── RECORDS SHOWN ──

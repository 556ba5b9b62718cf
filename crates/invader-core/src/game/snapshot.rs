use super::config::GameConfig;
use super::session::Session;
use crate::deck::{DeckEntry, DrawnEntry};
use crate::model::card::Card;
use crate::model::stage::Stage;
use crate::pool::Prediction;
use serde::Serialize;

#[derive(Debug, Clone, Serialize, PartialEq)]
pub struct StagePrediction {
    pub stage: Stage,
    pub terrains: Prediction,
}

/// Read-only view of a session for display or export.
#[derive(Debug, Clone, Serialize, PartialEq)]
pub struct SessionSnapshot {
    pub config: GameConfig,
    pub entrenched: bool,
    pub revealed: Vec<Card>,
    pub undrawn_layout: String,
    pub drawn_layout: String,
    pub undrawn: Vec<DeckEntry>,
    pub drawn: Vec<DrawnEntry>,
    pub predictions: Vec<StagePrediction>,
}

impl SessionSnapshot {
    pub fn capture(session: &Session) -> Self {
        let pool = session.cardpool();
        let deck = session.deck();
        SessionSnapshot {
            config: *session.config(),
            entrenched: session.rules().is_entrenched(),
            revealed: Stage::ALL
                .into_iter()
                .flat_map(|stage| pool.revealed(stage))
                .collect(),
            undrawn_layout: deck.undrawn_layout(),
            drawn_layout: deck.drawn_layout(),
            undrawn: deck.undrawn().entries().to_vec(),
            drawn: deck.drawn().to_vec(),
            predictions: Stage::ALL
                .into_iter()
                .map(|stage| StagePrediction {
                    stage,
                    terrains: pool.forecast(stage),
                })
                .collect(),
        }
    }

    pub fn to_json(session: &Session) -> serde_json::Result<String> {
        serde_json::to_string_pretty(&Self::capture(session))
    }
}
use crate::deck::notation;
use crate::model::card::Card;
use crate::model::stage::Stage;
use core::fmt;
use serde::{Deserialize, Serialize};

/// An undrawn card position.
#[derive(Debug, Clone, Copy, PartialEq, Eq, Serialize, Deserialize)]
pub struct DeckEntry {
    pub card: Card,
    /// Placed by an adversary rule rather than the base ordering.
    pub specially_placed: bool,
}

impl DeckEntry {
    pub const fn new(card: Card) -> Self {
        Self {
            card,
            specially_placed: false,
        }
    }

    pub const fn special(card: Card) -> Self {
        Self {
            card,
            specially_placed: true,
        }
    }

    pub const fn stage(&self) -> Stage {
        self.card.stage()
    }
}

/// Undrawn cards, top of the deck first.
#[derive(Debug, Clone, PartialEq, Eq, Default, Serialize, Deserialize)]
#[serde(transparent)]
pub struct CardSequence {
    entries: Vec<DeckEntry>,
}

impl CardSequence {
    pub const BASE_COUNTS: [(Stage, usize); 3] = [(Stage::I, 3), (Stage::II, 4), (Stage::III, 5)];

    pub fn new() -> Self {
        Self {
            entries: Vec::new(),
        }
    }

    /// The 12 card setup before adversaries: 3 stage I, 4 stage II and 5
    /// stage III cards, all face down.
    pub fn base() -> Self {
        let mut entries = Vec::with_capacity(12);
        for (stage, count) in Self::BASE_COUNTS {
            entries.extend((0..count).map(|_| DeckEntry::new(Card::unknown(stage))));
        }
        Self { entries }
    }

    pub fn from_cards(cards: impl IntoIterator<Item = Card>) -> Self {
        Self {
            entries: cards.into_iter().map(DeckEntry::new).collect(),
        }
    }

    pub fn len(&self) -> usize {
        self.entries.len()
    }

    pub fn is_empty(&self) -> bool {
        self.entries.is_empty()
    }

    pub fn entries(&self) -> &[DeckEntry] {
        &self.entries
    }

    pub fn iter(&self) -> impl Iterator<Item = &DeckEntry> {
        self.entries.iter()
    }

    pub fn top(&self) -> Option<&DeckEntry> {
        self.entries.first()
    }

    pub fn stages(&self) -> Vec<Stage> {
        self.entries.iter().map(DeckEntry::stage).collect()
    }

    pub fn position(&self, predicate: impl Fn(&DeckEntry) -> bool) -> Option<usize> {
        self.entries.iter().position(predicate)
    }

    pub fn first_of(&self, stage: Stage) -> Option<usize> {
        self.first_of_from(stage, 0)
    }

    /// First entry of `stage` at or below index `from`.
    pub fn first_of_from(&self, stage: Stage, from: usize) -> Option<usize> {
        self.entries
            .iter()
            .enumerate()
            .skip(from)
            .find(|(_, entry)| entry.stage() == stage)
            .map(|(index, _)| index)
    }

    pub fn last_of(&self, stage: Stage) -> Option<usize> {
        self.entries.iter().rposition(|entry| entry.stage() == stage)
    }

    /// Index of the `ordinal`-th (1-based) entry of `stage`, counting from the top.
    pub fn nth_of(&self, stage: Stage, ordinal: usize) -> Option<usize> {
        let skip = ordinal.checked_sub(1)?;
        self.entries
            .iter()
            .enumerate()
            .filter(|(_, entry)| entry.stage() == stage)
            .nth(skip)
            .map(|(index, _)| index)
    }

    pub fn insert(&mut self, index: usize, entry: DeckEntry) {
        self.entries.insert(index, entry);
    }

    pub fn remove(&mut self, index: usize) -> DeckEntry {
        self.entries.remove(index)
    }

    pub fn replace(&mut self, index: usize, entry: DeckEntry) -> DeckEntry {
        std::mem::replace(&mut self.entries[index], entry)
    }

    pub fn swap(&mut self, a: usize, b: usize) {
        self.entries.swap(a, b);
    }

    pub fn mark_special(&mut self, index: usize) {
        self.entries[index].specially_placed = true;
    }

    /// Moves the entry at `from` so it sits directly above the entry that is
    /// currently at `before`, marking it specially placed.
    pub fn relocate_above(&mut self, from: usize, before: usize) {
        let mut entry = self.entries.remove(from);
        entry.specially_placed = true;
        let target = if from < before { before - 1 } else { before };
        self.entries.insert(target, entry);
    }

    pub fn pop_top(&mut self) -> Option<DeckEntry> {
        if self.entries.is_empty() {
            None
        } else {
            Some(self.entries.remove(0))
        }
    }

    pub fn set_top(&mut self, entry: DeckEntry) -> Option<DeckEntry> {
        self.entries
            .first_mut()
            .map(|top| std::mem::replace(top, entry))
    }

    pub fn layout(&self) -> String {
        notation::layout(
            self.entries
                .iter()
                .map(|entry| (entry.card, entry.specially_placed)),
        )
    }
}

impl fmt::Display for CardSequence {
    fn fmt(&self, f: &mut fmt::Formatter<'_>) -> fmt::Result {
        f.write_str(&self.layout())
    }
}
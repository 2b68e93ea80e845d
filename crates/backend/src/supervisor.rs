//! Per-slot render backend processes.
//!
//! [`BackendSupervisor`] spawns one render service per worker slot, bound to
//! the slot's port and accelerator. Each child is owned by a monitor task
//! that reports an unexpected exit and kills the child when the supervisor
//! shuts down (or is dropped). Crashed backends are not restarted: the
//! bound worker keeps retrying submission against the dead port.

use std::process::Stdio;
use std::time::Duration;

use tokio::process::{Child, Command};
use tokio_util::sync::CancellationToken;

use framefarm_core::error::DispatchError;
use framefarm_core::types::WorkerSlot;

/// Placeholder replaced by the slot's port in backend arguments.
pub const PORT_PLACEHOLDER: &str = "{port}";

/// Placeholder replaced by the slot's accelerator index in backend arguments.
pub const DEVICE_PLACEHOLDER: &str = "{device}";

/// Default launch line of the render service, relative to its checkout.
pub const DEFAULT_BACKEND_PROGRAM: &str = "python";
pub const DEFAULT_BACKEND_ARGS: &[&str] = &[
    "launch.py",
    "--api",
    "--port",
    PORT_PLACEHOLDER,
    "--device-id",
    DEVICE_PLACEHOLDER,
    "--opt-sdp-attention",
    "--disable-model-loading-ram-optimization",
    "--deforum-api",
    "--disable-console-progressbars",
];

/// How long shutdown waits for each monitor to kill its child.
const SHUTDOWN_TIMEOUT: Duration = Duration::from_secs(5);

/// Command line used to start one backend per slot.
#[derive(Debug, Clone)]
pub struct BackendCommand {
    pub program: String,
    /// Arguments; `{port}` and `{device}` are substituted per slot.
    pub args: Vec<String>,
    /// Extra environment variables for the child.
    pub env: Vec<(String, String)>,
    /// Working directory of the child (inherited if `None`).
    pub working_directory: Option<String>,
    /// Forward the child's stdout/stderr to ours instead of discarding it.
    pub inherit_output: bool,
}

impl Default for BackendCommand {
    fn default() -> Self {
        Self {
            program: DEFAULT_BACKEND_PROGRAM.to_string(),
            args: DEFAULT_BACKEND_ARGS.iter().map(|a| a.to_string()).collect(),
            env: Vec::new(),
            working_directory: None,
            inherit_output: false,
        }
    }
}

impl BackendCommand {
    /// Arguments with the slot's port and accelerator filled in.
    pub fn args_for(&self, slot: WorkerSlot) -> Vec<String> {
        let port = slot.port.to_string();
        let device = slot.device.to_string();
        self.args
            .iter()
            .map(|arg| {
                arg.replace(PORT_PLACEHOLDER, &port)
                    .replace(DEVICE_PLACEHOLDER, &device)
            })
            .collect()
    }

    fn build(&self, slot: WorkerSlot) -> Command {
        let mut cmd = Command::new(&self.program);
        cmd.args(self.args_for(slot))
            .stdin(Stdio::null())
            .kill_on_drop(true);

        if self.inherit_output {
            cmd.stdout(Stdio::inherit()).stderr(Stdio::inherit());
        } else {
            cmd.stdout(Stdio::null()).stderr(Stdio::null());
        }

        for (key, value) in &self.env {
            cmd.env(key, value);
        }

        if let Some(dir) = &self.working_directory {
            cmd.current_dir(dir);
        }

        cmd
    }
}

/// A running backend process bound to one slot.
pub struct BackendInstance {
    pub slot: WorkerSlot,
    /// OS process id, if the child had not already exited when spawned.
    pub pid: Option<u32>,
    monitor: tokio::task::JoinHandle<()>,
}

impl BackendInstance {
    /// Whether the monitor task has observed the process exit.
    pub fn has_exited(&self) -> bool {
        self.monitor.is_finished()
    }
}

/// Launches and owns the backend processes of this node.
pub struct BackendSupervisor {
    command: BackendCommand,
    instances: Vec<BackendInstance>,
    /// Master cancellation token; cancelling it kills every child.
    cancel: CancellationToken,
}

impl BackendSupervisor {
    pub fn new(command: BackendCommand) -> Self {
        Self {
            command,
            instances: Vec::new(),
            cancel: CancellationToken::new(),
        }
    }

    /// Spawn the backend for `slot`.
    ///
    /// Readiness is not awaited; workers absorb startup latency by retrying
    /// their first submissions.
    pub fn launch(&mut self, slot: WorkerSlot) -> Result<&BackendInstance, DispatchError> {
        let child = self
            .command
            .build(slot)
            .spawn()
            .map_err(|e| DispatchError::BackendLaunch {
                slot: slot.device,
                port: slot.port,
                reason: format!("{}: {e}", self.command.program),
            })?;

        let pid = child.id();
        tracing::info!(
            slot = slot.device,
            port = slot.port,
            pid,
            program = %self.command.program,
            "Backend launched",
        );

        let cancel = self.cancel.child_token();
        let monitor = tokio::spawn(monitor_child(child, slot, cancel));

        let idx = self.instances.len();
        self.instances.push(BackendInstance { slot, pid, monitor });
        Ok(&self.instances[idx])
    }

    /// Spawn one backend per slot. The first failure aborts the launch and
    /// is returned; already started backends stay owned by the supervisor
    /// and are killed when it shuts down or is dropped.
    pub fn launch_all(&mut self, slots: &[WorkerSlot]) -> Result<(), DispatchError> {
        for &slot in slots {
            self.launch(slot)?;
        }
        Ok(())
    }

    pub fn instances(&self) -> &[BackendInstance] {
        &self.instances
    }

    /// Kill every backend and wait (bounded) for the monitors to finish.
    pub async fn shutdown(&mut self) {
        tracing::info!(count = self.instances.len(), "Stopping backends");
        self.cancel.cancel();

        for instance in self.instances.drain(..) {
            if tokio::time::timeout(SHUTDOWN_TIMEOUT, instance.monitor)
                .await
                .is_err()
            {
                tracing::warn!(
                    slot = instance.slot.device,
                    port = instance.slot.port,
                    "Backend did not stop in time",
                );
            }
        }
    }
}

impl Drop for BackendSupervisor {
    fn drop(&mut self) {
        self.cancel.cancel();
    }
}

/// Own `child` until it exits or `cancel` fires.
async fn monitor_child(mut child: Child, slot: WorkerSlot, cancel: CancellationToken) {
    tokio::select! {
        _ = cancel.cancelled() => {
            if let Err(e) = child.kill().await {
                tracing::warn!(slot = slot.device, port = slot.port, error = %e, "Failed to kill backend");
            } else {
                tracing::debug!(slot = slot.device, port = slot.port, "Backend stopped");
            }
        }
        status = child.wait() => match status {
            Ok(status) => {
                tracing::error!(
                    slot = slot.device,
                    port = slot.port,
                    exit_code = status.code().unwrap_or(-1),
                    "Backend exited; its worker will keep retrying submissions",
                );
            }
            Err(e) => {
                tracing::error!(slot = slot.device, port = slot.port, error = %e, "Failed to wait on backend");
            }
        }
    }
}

───

WORK TO BE COMPLETED:
Your output is to be the lines of the listing, exact and complete, starting at the first and ending with the line that contains "revealed: Stage::ALL".

EXERCISE RESULT:
repository 556ba5b9b62718cf
filename crates/invader-core/src/game/snapshot.rs
use super::config::GameConfig;
use super::session::Session;
use crate::deck::{DeckEntry, DrawnEntry};
use crate::model::card::Card;
use crate::model::stage::Stage;
use crate::pool::Prediction;
use serde::Serialize;

#[derive(Debug, Clone, Serialize, PartialEq)]
pub struct StagePrediction {
    pub stage: Stage,
    pub terrains: Prediction,
}

/// Read-only view of a session for display or export.
#[derive(Debug, Clone, Serialize, PartialEq)]
pub struct SessionSnapshot {
    pub config: GameConfig,
    pub entrenched: bool,
    pub revealed: Vec<Card>,
    pub undrawn_layout: String,
    pub drawn_layout: String,
    pub undrawn: Vec<DeckEntry>,
    pub drawn: Vec<DrawnEntry>,
    pub predictions: Vec<StagePrediction>,
}

impl SessionSnapshot {
    pub fn capture(session: &Session) -> Self {
        let pool = session.cardpool();
        let deck = session.deck();
        SessionSnapshot {
            config: *session.config(),
            entrenched: session.rules().is_entrenched(),
            revealed: Stage::ALL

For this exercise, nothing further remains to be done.